START Task inputs

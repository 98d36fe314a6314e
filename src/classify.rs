//! Request classification.
//!
//! Rules, first match wins:
//! 1. the URL contains the posts API path -> `ApiList`
//! 2. the URL, minus our own origin, is in the static manifest -> `StaticAsset`
//! 3. anything else -> `Other`
//!
//! Same-origin manifest entries are paths, cross-origin ones (CDN assets)
//! are absolute URLs, hence the origin stripping in rule 2.

use std::collections::HashSet;
use url::Url;

#[derive(Debug, Clone, Copy, PartialEq, Eq)]
pub enum RequestClass {
  /// Posts list, reconciled with the read cache
  ApiList,
  /// App shell, served from the static partition only
  StaticAsset,
  /// Everything else, cache first with network fallback
  Other,
}

#[derive(Debug, Clone)]
pub struct Classifier {
  origin: String,
  api_path: String,
  manifest: HashSet<String>,
}

impl Classifier {
  pub fn new<I, S>(origin: &Url, api_path: impl Into<String>, manifest: I) -> Self
  where
    I: IntoIterator<Item = S>,
    S: Into<String>,
  {
    Self {
      origin: origin.origin().ascii_serialization(),
      api_path: api_path.into(),
      manifest: manifest.into_iter().map(Into::into).collect(),
    }
  }

  pub fn classify(&self, url: &str) -> RequestClass {
    if url.contains(&self.api_path) {
      return RequestClass::ApiList;
    }

    let key = url.strip_prefix(&self.origin).unwrap_or(url);
    if self.manifest.contains(key) {
      return RequestClass::StaticAsset;
    }

    RequestClass::Other
  }
}

#[cfg(test)]
mod tests {
  use super::*;

  fn classifier() -> Classifier {
    Classifier::new(
      &Url::parse("http://localhost:3000").unwrap(),
      "/api/posts",
      ["/", "/index.html", "https://cdn.example/font.css"],
    )
  }

  #[test]
  fn test_manifest_partition() {
    let c = classifier();
    assert_eq!(c.classify("/index.html"), RequestClass::StaticAsset);
    assert_eq!(c.classify("/api/posts"), RequestClass::ApiList);
    assert_eq!(c.classify("/random.png"), RequestClass::Other);
    assert_eq!(c.classify("https://cdn.example/font.css"), RequestClass::StaticAsset);
  }

  #[test]
  fn test_same_origin_urls_match_by_path() {
    let c = classifier();
    assert_eq!(c.classify("http://localhost:3000/"), RequestClass::StaticAsset);
    assert_eq!(c.classify("http://localhost:3000/index.html"), RequestClass::StaticAsset);
    assert_eq!(c.classify("http://localhost:3000/api/posts"), RequestClass::ApiList);
    assert_eq!(c.classify("http://localhost:3000/help"), RequestClass::Other);
  }

  #[test]
  fn test_cross_origin_urls_match_in_full() {
    let c = classifier();
    // A path that is only in the manifest as a same-origin entry
    assert_eq!(c.classify("https://cdn.example/index.html"), RequestClass::Other);
    assert_eq!(c.classify("https://cdn.example/font.css?v=2"), RequestClass::Other);
  }

  #[test]
  fn test_api_rule_wins_over_manifest() {
    let c = Classifier::new(
      &Url::parse("http://localhost:3000").unwrap(),
      "/api/posts",
      ["/api/posts"],
    );
    assert_eq!(c.classify("/api/posts"), RequestClass::ApiList);
  }
}
pub mod schema;

use rusqlite::{Connection, OptionalExtension};
use std::path::Path;
use std::sync::{Mutex, MutexGuard};

use crate::error::{FeedError, FeedResult};

/// Connection wrapper for the platform database
pub struct Database {
  conn: Mutex<Connection>,
}

impl Database {
  /// Open or create the database file at `path`
  pub fn open(path: &Path) -> FeedResult<Self> {
    if let Some(parent) = path.parent() {
      std::fs::create_dir_all(parent).map_err(|e| {
        FeedError::PersistenceUnavailable(format!("cannot create {}: {}", parent.display(), e))
      })?;
    }

    let conn = Connection::open(path)?;
    Self::from_connection(conn)
  }

  /// Private database, used by tests
  pub fn open_in_memory() -> FeedResult<Self> {
    Self::from_connection(Connection::open_in_memory()?)
  }

  fn from_connection(conn: Connection) -> FeedResult<Self> {
    conn.execute_batch("PRAGMA foreign_keys = ON;")?;
    let db = Self {
      conn: Mutex::new(conn),
    };
    db.run_migrations()?;
    Ok(db)
  }

  fn run_migrations(&self) -> FeedResult<()> {
    self.conn()?.execute_batch(schema::SCHEMA)?;
    Ok(())
  }

  /// Lock the connection for one unit of work
  pub fn conn(&self) -> FeedResult<MutexGuard<'_, Connection>> {
    self
      .conn
      .lock()
      .map_err(|e| FeedError::LockPoisoned(e.to_string()))
  }

  /// Read a platform setting
  pub fn get_state(&self, key: &str) -> FeedResult<Option<String>> {
    let conn = self.conn()?;
    let value = conn
      .query_row(
        "SELECT value FROM platform_state WHERE key = ?",
        [key],
        |row| row.get(0),
      )
      .optional()?;
    Ok(value)
  }

  /// Write a platform setting
  pub fn set_state(&self, key: &str, value: &str) -> FeedResult<()> {
    self.conn()?.execute(
      "INSERT OR REPLACE INTO platform_state (key, value) VALUES (?, ?)",
      [key, value],
    )?;
    Ok(())
  }
}
//! Tracing setup: rolling log file plus warnings on stderr.

use color_eyre::Result;
use std::path::Path;
use tracing_appender::non_blocking::WorkerGuard;
use tracing_subscriber::filter::LevelFilter;
use tracing_subscriber::layer::SubscriberExt;
use tracing_subscriber::util::SubscriberInitExt;
use tracing_subscriber::{fmt, EnvFilter, Layer};

/// Install the global subscriber. Keep the returned guard alive for the
/// lifetime of the process or buffered lines are lost.
pub fn init(log_dir: &Path) -> Result<WorkerGuard> {
  let file_appender = tracing_appender::rolling::daily(log_dir, "feedsync.log");
  let (writer, guard) = tracing_appender::non_blocking(file_appender);

  let filter = EnvFilter::try_from_env("FEEDSYNC_LOG").unwrap_or_else(|_| EnvFilter::new("feedsync=info"));

  tracing_subscriber::registry()
    .with(filter)
    .with(fmt::layer().with_writer(writer).with_ansi(false))
    .with(
      fmt::layer()
        .with_writer(std::io::stderr)
        .with_target(false)
        .with_filter(LevelFilter::WARN),
    )
    .try_init()?;

  Ok(guard)
}
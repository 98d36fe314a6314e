//! Scripted doubles for the network and the notification platform.

use async_trait::async_trait;
use bytes::Bytes;
use std::collections::{HashMap, HashSet};
use std::sync::atomic::{AtomicBool, AtomicUsize, Ordering};
use std::sync::{Arc, Mutex};

use crate::api::{PendingWrite, Post, PostsApi, Subscription, SubscriptionKeys};
use crate::db::Database;
use crate::error::{FeedError, FeedResult};
use crate::fetch::Fetcher;
use crate::http::{Request, Response};
use crate::notify::{ClientWindow, Clients, Notification, Notifier, Permission, PermissionPrompt, PushManager};
use crate::store::{self, SqliteStore, StoreHandle};

pub const ORIGIN: &str = "http://localhost:3000";

pub fn memory_store() -> Arc<StoreHandle> {
  let store = SqliteStore::open_in_memory("posts-store", 1, store::migrate).unwrap();
  Arc::new(StoreHandle::Persistent(store))
}

pub fn memory_db() -> Arc<Database> {
  Arc::new(Database::open_in_memory().unwrap())
}

/// Fetcher answering from a routing table keyed by absolute URL.
/// Unrouted URLs answer 404; offline mode fails every request.
#[derive(Default)]
pub struct ScriptedFetcher {
  routes: Mutex<HashMap<String, (u16, Bytes)>>,
  offline: AtomicBool,
  calls: Mutex<Vec<String>>,
}

impl ScriptedFetcher {
  pub fn new() -> Self {
    Self::default()
  }

  /// Route a path (relative to [`ORIGIN`]) or an absolute URL
  pub fn route(&self, target: &str, status: u16, body: impl Into<Bytes>) {
    let url = if target.starts_with("http") {
      target.to_string()
    } else {
      format!("{}{}", ORIGIN, target)
    };
    self.routes.lock().unwrap().insert(url, (status, body.into()));
  }

  pub fn set_offline(&self, offline: bool) {
    self.offline.store(offline, Ordering::SeqCst);
  }

  pub fn calls(&self) -> Vec<String> {
    self.calls.lock().unwrap().clone()
  }

  pub fn call_count(&self) -> usize {
    self.calls.lock().unwrap().len()
  }
}

#[async_trait]
impl Fetcher for ScriptedFetcher {
  async fn fetch(&self, request: &Request) -> FeedResult<Response> {
    let url = request.cache_key();
    self.calls.lock().unwrap().push(url.clone());

    if self.offline.load(Ordering::SeqCst) {
      return Err(FeedError::network(url, "offline"));
    }

    let routed = self.routes.lock().unwrap().get(&url).cloned();
    let (status, body) = routed.unwrap_or((404, Bytes::from_static(b"not found")));
    Ok(Response::new(status, url, Vec::new(), body))
  }
}

/// Posts backend double
#[derive(Default)]
pub struct ScriptedApi {
  offline: AtomicBool,
  reject_subscriptions: AtomicBool,
  failing_titles: Mutex<HashSet<String>>,
  created: Mutex<Vec<PendingWrite>>,
  subscriptions: Mutex<Vec<Subscription>>,
  attempts: AtomicUsize,
}

impl ScriptedApi {
  pub fn new() -> Self {
    Self::default()
  }

  pub fn set_offline(&self, offline: bool) {
    self.offline.store(offline, Ordering::SeqCst);
  }

  pub fn reject_subscriptions(&self, reject: bool) {
    self.reject_subscriptions.store(reject, Ordering::SeqCst);
  }

  /// Answer 500 for posts with this title
  pub fn fail_title(&self, title: &str) {
    self.failing_titles.lock().unwrap().insert(title.to_string());
  }

  pub fn heal_title(&self, title: &str) {
    self.failing_titles.lock().unwrap().remove(title);
  }

  pub fn created(&self) -> Vec<PendingWrite> {
    self.created.lock().unwrap().clone()
  }

  pub fn subscriptions(&self) -> Vec<Subscription> {
    self.subscriptions.lock().unwrap().clone()
  }

  pub fn attempts(&self) -> usize {
    self.attempts.load(Ordering::SeqCst)
  }
}

#[async_trait]
impl PostsApi for ScriptedApi {
  async fn create_post(&self, post: &PendingWrite) -> FeedResult<Post> {
    self.attempts.fetch_add(1, Ordering::SeqCst);
    let url = format!("{}/api/posts", ORIGIN);
    if self.offline.load(Ordering::SeqCst) {
      return Err(FeedError::network(url, "offline"));
    }
    if self.failing_titles.lock().unwrap().contains(&post.title) {
      return Err(FeedError::network(url, "server answered 500"));
    }

    let mut created = self.created.lock().unwrap();
    created.push(post.clone());
    let mut record = post.to_post();
    record.id = format!("srv-{}", created.len());
    Ok(record)
  }

  async fn register_subscription(&self, subscription: &Subscription) -> FeedResult<()> {
    if self.offline.load(Ordering::SeqCst) {
      return Err(FeedError::SubscriptionRegistrationFailed("offline".to_string()));
    }
    if self.reject_subscriptions.load(Ordering::SeqCst) {
      return Err(FeedError::SubscriptionRegistrationFailed(
        "server answered 500".to_string(),
      ));
    }
    self.subscriptions.lock().unwrap().push(subscription.clone());
    Ok(())
  }
}

/// Permission prompt with a fixed answer
pub struct FixedPrompt {
  answer: Permission,
  asked: AtomicUsize,
}

impl FixedPrompt {
  pub fn new(answer: Permission) -> Self {
    Self {
      answer,
      asked: AtomicUsize::new(0),
    }
  }

  pub fn asked(&self) -> usize {
    self.asked.load(Ordering::SeqCst)
  }
}

#[async_trait]
impl PermissionPrompt for FixedPrompt {
  async fn request_permission(&self) -> FeedResult<Permission> {
    self.asked.fetch_add(1, Ordering::SeqCst);
    Ok(self.answer)
  }
}

#[derive(Default)]
pub struct FakePushManager {
  existing: Mutex<Option<Subscription>>,
  subscribe_calls: AtomicUsize,
}

impl FakePushManager {
  pub fn new() -> Self {
    Self::default()
  }

  pub fn set_existing(&self, subscription: Subscription) {
    *self.existing.lock().unwrap() = Some(subscription);
  }

  pub fn subscribe_calls(&self) -> usize {
    self.subscribe_calls.load(Ordering::SeqCst)
  }
}

#[async_trait]
impl PushManager for FakePushManager {
  async fn get_subscription(&self) -> FeedResult<Option<Subscription>> {
    Ok(self.existing.lock().unwrap().clone())
  }

  async fn subscribe(&self, application_server_key: &[u8]) -> FeedResult<Subscription> {
    self.subscribe_calls.fetch_add(1, Ordering::SeqCst);
    let subscription = Subscription {
      endpoint: format!("https://push.example/{}", application_server_key.len()),
      keys: SubscriptionKeys {
        auth: "auth".to_string(),
        p256dh: "p256dh".to_string(),
      },
    };
    *self.existing.lock().unwrap() = Some(subscription.clone());
    Ok(subscription)
  }
}

#[derive(Default)]
pub struct RecordingNotifier {
  shown: Mutex<Vec<Notification>>,
  closed: AtomicUsize,
}

impl RecordingNotifier {
  pub fn shown(&self) -> Vec<Notification> {
    self.shown.lock().unwrap().clone()
  }

  pub fn closed(&self) -> usize {
    self.closed.load(Ordering::SeqCst)
  }
}

#[async_trait]
impl Notifier for RecordingNotifier {
  async fn show(&self, notification: &Notification) -> FeedResult<()> {
    self.shown.lock().unwrap().push(notification.clone());
    Ok(())
  }

  async fn close(&self, _notification: &Notification) -> FeedResult<()> {
    self.closed.fetch_add(1, Ordering::SeqCst);
    Ok(())
  }
}

/// Window list double recording every interaction
pub struct FakeClients {
  windows: Vec<ClientWindow>,
  log: Mutex<Vec<String>>,
  failing: AtomicBool,
}

impl FakeClients {
  pub fn new(windows: Vec<ClientWindow>) -> Self {
    Self {
      windows,
      log: Mutex::new(Vec::new()),
      failing: AtomicBool::new(false),
    }
  }

  /// Fail every navigate, focus and open
  pub fn set_failing(&self, failing: bool) {
    self.failing.store(failing, Ordering::SeqCst);
  }

  fn record(&self, entry: String) -> FeedResult<()> {
    if self.failing.load(Ordering::SeqCst) {
      return Err(FeedError::network(entry, "window unavailable"));
    }
    self.log.lock().unwrap().push(entry);
    Ok(())
  }

  pub fn log(&self) -> Vec<String> {
    self.log.lock().unwrap().clone()
  }
}

#[async_trait]
impl Clients for FakeClients {
  async fn match_all(&self) -> FeedResult<Vec<ClientWindow>> {
    Ok(self.windows.clone())
  }

  async fn navigate(&self, id: &str, url: &str) -> FeedResult<()> {
    self.record(format!("navigate {} {}", id, url))
  }

  async fn focus(&self, id: &str) -> FeedResult<()> {
    self.record(format!("focus {}", id))
  }

  async fn open_window(&self, url: &str) -> FeedResult<()> {
    self.record(format!("open {}", url))
  }
}
use futures::future::join_all;
use std::sync::Arc;
use tracing::{debug, info, warn};

use crate::api::{PendingWrite, Post, PostDraft, PostsApi};
use crate::error::{FeedError, FeedResult};
use crate::store::{LocalStore, StoreHandle, SYNC_POSTS};

use super::registry::SyncRegistry;

/// What became of a submitted post
#[derive(Debug, Clone, PartialEq)]
pub enum SubmitOutcome {
  /// The server accepted the post
  Created(Post),
  /// Saved for a later sync, carrying the local id
  Queued(String),
}

/// Result of one replay of the queue
#[derive(Debug, Default, Clone, Copy, PartialEq, Eq)]
pub struct ReplayReport {
  pub confirmed: usize,
  pub failed: usize,
}

/// Owns the write-ahead queue of posts.
///
/// Without a sync registry the platform has no retry trigger, so nothing is
/// ever queued and failures go straight back to the caller.
pub struct SyncCoordinator {
  store: Arc<StoreHandle>,
  api: Arc<dyn PostsApi>,
  registry: Option<SyncRegistry>,
  tag: String,
}

impl SyncCoordinator {
  pub fn new(
    store: Arc<StoreHandle>,
    api: Arc<dyn PostsApi>,
    registry: Option<SyncRegistry>,
    tag: impl Into<String>,
  ) -> Self {
    Self {
      store,
      api,
      registry,
      tag: tag.into(),
    }
  }

  pub fn tag(&self) -> &str {
    &self.tag
  }

  pub fn supports_background_sync(&self) -> bool {
    self.registry.is_some()
  }

  /// Try the network; queue the post if it cannot be delivered now.
  pub async fn submit(&self, draft: PostDraft) -> FeedResult<SubmitOutcome> {
    draft.validate()?;
    let pending = draft.into_pending();

    match self.api.create_post(&pending).await {
      Ok(post) => {
        info!(id = %post.id, "Post created");
        Ok(SubmitOutcome::Created(post))
      }
      Err(e) if e.is_network() && self.registry.is_some() => {
        warn!(id = %pending.id, error = %e, "Post not delivered, queueing");
        self.enqueue(pending)
      }
      Err(e) => Err(e),
    }
  }

  /// Queue the post without trying the network first. Falls back to a
  /// direct attempt when background sync is unavailable.
  pub async fn defer(&self, draft: PostDraft) -> FeedResult<SubmitOutcome> {
    if self.registry.is_none() {
      return self.submit(draft).await;
    }
    draft.validate()?;
    self.enqueue(draft.into_pending())
  }

  fn enqueue(&self, pending: PendingWrite) -> FeedResult<SubmitOutcome> {
    if !self.store.is_persistent() {
      warn!(id = %pending.id, "No local persistence, queued post will not survive a restart");
    }
    self.store.put(SYNC_POSTS, &pending)?;
    if let Some(registry) = &self.registry {
      registry.register(&self.tag)?;
    }
    info!(id = %pending.id, tag = %self.tag, "Post queued for sync");
    Ok(SubmitOutcome::Queued(pending.id))
  }

  pub fn pending(&self) -> FeedResult<Vec<PendingWrite>> {
    self.store.get_all(SYNC_POSTS)
  }

  /// Submit every queued post concurrently. Confirmed posts leave the
  /// queue, failed ones stay for the next trigger.
  pub async fn replay(&self) -> FeedResult<ReplayReport> {
    let queued = self.pending()?;
    debug!(count = queued.len(), "Replaying queued posts");

    let results = join_all(queued.iter().map(|item| async move {
      let result = self.api.create_post(item).await;
      (item, result)
    }))
    .await;

    let mut report = ReplayReport::default();
    for (item, result) in results {
      match result {
        Ok(post) => {
          info!(id = %item.id, server_id = %post.id, "Queued post delivered");
          // The server has it; a failed delete must not count as a failure
          if let Err(e) = self.store.delete(SYNC_POSTS, &item.id) {
            warn!(id = %item.id, error = %e, "Delivered post left in queue");
          }
          report.confirmed += 1;
        }
        Err(e) => {
          warn!(id = %item.id, error = %e, "Queued post still pending");
          report.failed += 1;
        }
      }
    }

    Ok(report)
  }

  /// Sync handler. Resolves only when nothing of this tag is left to send.
  pub async fn on_sync(&self, tag: &str) -> FeedResult<ReplayReport> {
    if tag != self.tag {
      debug!(tag, "Ignoring unknown sync tag");
      return Ok(ReplayReport::default());
    }

    let report = self.replay().await?;
    if report.failed > 0 {
      return Err(FeedError::SyncIncomplete(report.failed));
    }
    Ok(report)
  }
}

END Task inputs

Print the first line of the records above and each line after it, exactly, through the line with "use super::*;".

Response below:
repository 98d36fe314a6314e
filename src/classify.rs
//! Request classification.
//!
//! Rules, first match wins:
//! 1. the URL contains the posts API path -> `ApiList`
//! 2. the URL, minus our own origin, is in the static manifest -> `StaticAsset`
//! 3. anything else -> `Other`
//!
//! Same-origin manifest entries are paths, cross-origin ones (CDN assets)
//! are absolute URLs, hence the origin stripping in rule 2.

use std::collections::HashSet;
use url::Url;

#[derive(Debug, Clone, Copy, PartialEq, Eq)]
pub enum RequestClass {
  /// Posts list, reconciled with the read cache
  ApiList,
  /// App shell, served from the static partition only
  StaticAsset,
  /// Everything else, cache first with network fallback
  Other,
}

#[derive(Debug, Clone)]
pub struct Classifier {
  origin: String,
  api_path: String,
  manifest: HashSet<String>,
}

impl Classifier {
  pub fn new<I, S>(origin: &Url, api_path: impl Into<String>, manifest: I) -> Self
  where
    I: IntoIterator<Item = S>,
    S: Into<String>,
  {
    Self {
      origin: origin.origin().ascii_serialization(),
      api_path: api_path.into(),
      manifest: manifest.into_iter().map(Into::into).collect(),
    }
  }

  pub fn classify(&self, url: &str) -> RequestClass {
    if url.contains(&self.api_path) {
      return RequestClass::ApiList;
    }

    let key = url.strip_prefix(&self.origin).unwrap_or(url);
    if self.manifest.contains(key) {
      return RequestClass::StaticAsset;
    }

    RequestClass::Other
  }
}

#[cfg(test)]
mod tests {
  use super::*;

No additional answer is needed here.